Embeddings play a pivotal role across various disciplines, offering compact representations of complex data structures. Randomized methods like Johnson-Lindenstrauss (JL) provide state-of-the-art and essentially unimprovable theoretical guarantees for achieving such representations. These guarantees are worst-case and in particular, neither the analysis, nor the algorithm, takes into account any potential structural information of the data. The natural question is: must we randomize? Could we instead use an optimization-based approach, working directly with the data? A first answer is no: as we show, the distance-preserving objective of JL has a non-convex landscape over the space of projection matrices, with many bad stationary points. But this is not the final answer. We present a novel method motivated by diffusion models, that circumvents this fundamental challenge: rather than performing optimization directly over the space of projection matrices, we use optimization over the larger space of random solution samplers, gradually reducing the variance of the sampler. We show that by moving through this larger space, our objective converges to a deterministic (zero variance) solution, avoiding bad stationary points. This method can also be seen as an optimization-based derandomization approach and is an idea and method that we believe can be applied to many other problems.
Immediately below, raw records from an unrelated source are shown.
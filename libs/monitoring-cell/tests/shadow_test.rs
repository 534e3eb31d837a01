// =====================================================================================
// SHADOW EVALUATOR TESTS
// =====================================================================================

use monitoring_cell::ShadowEvaluator;
use shared_models::{ShiftCandidate, TuningParameters};

#[test]
fn test_counts_matches_and_differences() {
    let evaluator = ShadowEvaluator::new(10);
    let candidates = vec![
        ShiftCandidate::new("a", "b", 0.9),
        ShiftCandidate::new("c", "d", 0.6),
        ShiftCandidate::new("e", "f", 0.48),
        ShiftCandidate::new("g", "h", 0.2),
    ];

    let comparison = evaluator.evaluate(&candidates, &TuningParameters::new(0.5));

    // Production selects two pairs, shadow (0.45) also picks up 0.48.
    assert_eq!(comparison.matches, 2);
    assert_eq!(comparison.differences, 1);
    assert!((comparison.match_rate - 2.0 / 3.0).abs() < 1e-9);
}

#[test]
fn test_production_parameters_are_untouched() {
    let evaluator = ShadowEvaluator::new(10);
    let production = TuningParameters::new(0.5);

    evaluator.evaluate(&[ShiftCandidate::new("a", "b", 0.47)], &production);

    assert_eq!(production, TuningParameters::new(0.5));
}

#[test]
fn test_rolling_window_keeps_recent_runs() {
    let evaluator = ShadowEvaluator::new(2);
    let parameters = TuningParameters::new(0.5);

    evaluator.evaluate(&[ShiftCandidate::new("a", "b", 0.47)], &parameters);
    evaluator.evaluate(&[ShiftCandidate::new("a", "b", 0.9)], &parameters);
    evaluator.evaluate(&[ShiftCandidate::new("c", "d", 0.9)], &parameters);

    let stats = evaluator.stats();
    assert_eq!(stats.runs, 3);
    assert_eq!(stats.window_runs, 2);
    assert_eq!(stats.total_comparisons, 2);
    assert_eq!(stats.rolling_match_rate, 1.0);
}

#[test]
fn test_invalid_candidates_are_ignored() {
    let evaluator = ShadowEvaluator::new(5);

    let comparison = evaluator.evaluate(
        &[ShiftCandidate::new("a", "a", 0.9), ShiftCandidate::new("b", "c", f64::NAN)],
        &TuningParameters::new(0.5),
    );

    assert_eq!(comparison.matches + comparison.differences, 0);
}

#[test]
fn test_reset_clears_window_but_not_run_count() {
    let evaluator = ShadowEvaluator::new(5);
    evaluator.evaluate(&[ShiftCandidate::new("a", "b", 0.9)], &TuningParameters::new(0.5));

    evaluator.reset();

    let stats = evaluator.stats();
    assert_eq!(stats.runs, 1);
    assert_eq!(stats.window_runs, 0);
    assert_eq!(stats.rolling_match_rate, 0.0);
}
翻译：嵌入表示在众多学科中发挥着关键作用，为复杂数据结构提供紧凑的表示形式。Johnson-Lindenstrauss（JL）等随机方法为实现此类表示提供了最先进且理论上近乎不可改进的保证。这些保证属于最坏情况分析，特别地，其分析过程和算法均未考虑数据可能存在的任何结构信息。这就引出一个自然问题：我们必须采用随机化方法吗？能否转而使用基于优化的方法直接处理数据？初步答案是否定的：正如我们所证明的，JL的距离保持目标在投影矩阵空间上具有非凸性景观，存在大量不良驻点。但这并非最终结论。我们提出一种受扩散模型启发的新方法，能够规避这一根本性挑战：不直接在投影矩阵空间进行优化，而是在更大的随机解采样器空间进行优化，逐步降低采样器的方差。我们证明，通过遍历这个更大的空间，我们的目标函数会收敛到确定性（零方差）解，从而避开不良驻点。该方法亦可视为基于优化的去随机化途径，我们相信这一思想与方法可推广应用于众多其他问题领域。